*Activity*: Please reproduce the listing in its entirety, exactly as shown.
####################
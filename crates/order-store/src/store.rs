use async_trait::async_trait;
use common::{ItemId, OrderId, OrderState, PartnerId};

use crate::{ItemRecord, OrderRecord, Result};

/// The fields written by a state transition.
///
/// Every transition writes the new state; `ship` additionally records the
/// waybill number. Both land in the same persistence update.
#[derive(Debug, Clone)]
pub struct OrderUpdate {
    /// The state the order moves to.
    pub state: OrderState,

    /// Waybill number to record alongside the transition, if any. `None`
    /// leaves any previously stored value untouched.
    pub waybill_number: Option<String>,
}

impl OrderUpdate {
    /// Creates an update that only changes the state.
    pub fn to_state(state: OrderState) -> Self {
        Self {
            state,
            waybill_number: None,
        }
    }

    /// Creates the shipping update: moves to `deliveryProgress` and
    /// records the waybill number.
    pub fn shipped(waybill_number: impl Into<String>) -> Self {
        Self {
            state: OrderState::DeliveryProgress,
            waybill_number: Some(waybill_number.into()),
        }
    }
}

/// Core trait for order store implementations.
///
/// All operations are atomic at the single-record level. Race safety for
/// concurrent transitions against the same order comes from
/// [`transition_order`](OrderStore::transition_order)'s conditional write,
/// not from any coordination in the caller.
#[async_trait]
pub trait OrderStore: Send + Sync {
    /// Inserts a newly created order.
    ///
    /// Fails with `DuplicateOrder` if an order with the same ID exists.
    async fn insert_order(&self, record: OrderRecord) -> Result<OrderRecord>;

    /// Retrieves an order by ID.
    async fn find_order(&self, id: OrderId) -> Result<Option<OrderRecord>>;

    /// Atomically transitions an order from `expected` state to the state
    /// carried by `update`.
    ///
    /// The write applies only if the stored state still equals `expected`;
    /// otherwise it fails with `StateConflict` and writes nothing. Returns
    /// the updated record.
    async fn transition_order(
        &self,
        id: OrderId,
        expected: OrderState,
        update: OrderUpdate,
    ) -> Result<OrderRecord>;

    /// Retrieves a catalog item by ID.
    async fn find_item(&self, id: ItemId) -> Result<Option<ItemRecord>>;

    /// Retrieves a partner's orders still waiting to be acknowledged,
    /// oldest first.
    async fn find_orders_awaiting_receipt(
        &self,
        partner_id: PartnerId,
    ) -> Result<Vec<OrderRecord>>;
}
####################
*Exercise solution*:
filename crates/order-store/src/store.rs
use async_trait::async_trait;
use common::{ItemId, OrderId, OrderState, PartnerId};

use crate::{ItemRecord, OrderRecord, Result};

/// The fields written by a state transition.
///
/// Every transition writes the new state; `ship` additionally records the
/// waybill number. Both land in the same persistence update.
#[derive(Debug, Clone)]
pub struct OrderUpdate {
    /// The state the order moves to.
    pub state: OrderState,

    /// Waybill number to record alongside the transition, if any. `None`
    /// leaves any previously stored value untouched.
    pub waybill_number: Option<String>,
}

impl OrderUpdate {
    /// Creates an update that only changes the state.
    pub fn to_state(state: OrderState) -> Self {
        Self {
            state,
            waybill_number: None,
        }
    }

    /// Creates the shipping update: moves to `deliveryProgress` and
    /// records the waybill number.
    pub fn shipped(waybill_number: impl Into<String>) -> Self {
        Self {
            state: OrderState::DeliveryProgress,
            waybill_number: Some(waybill_number.into()),
        }
    }
}

/// Core trait for order store implementations.
///
/// All operations are atomic at the single-record level. Race safety for
/// concurrent transitions against the same order comes from
/// [`transition_order`](OrderStore::transition_order)'s conditional write,
/// not from any coordination in the caller.
#[async_trait]
pub trait OrderStore: Send + Sync {
    /// Inserts a newly created order.
    ///
    /// Fails with `DuplicateOrder` if an order with the same ID exists.
    async fn insert_order(&self, record: OrderRecord) -> Result<OrderRecord>;

    /// Retrieves an order by ID.
    async fn find_order(&self, id: OrderId) -> Result<Option<OrderRecord>>;

    /// Atomically transitions an order from `expected` state to the state
    /// carried by `update`.
    ///
    /// The write applies only if the stored state still equals `expected`;
    /// otherwise it fails with `StateConflict` and writes nothing. Returns
    /// the updated record.
    async fn transition_order(
        &self,
        id: OrderId,
        expected: OrderState,
        update: OrderUpdate,
    ) -> Result<OrderRecord>;

    /// Retrieves a catalog item by ID.
    async fn find_item(&self, id: ItemId) -> Result<Option<ItemRecord>>;

    /// Retrieves a partner's orders still waiting to be acknowledged,
    /// oldest first.
    async fn find_orders_awaiting_receipt(
        &self,
        partner_id: PartnerId,
    ) -> Result<Vec<OrderRecord>>;
}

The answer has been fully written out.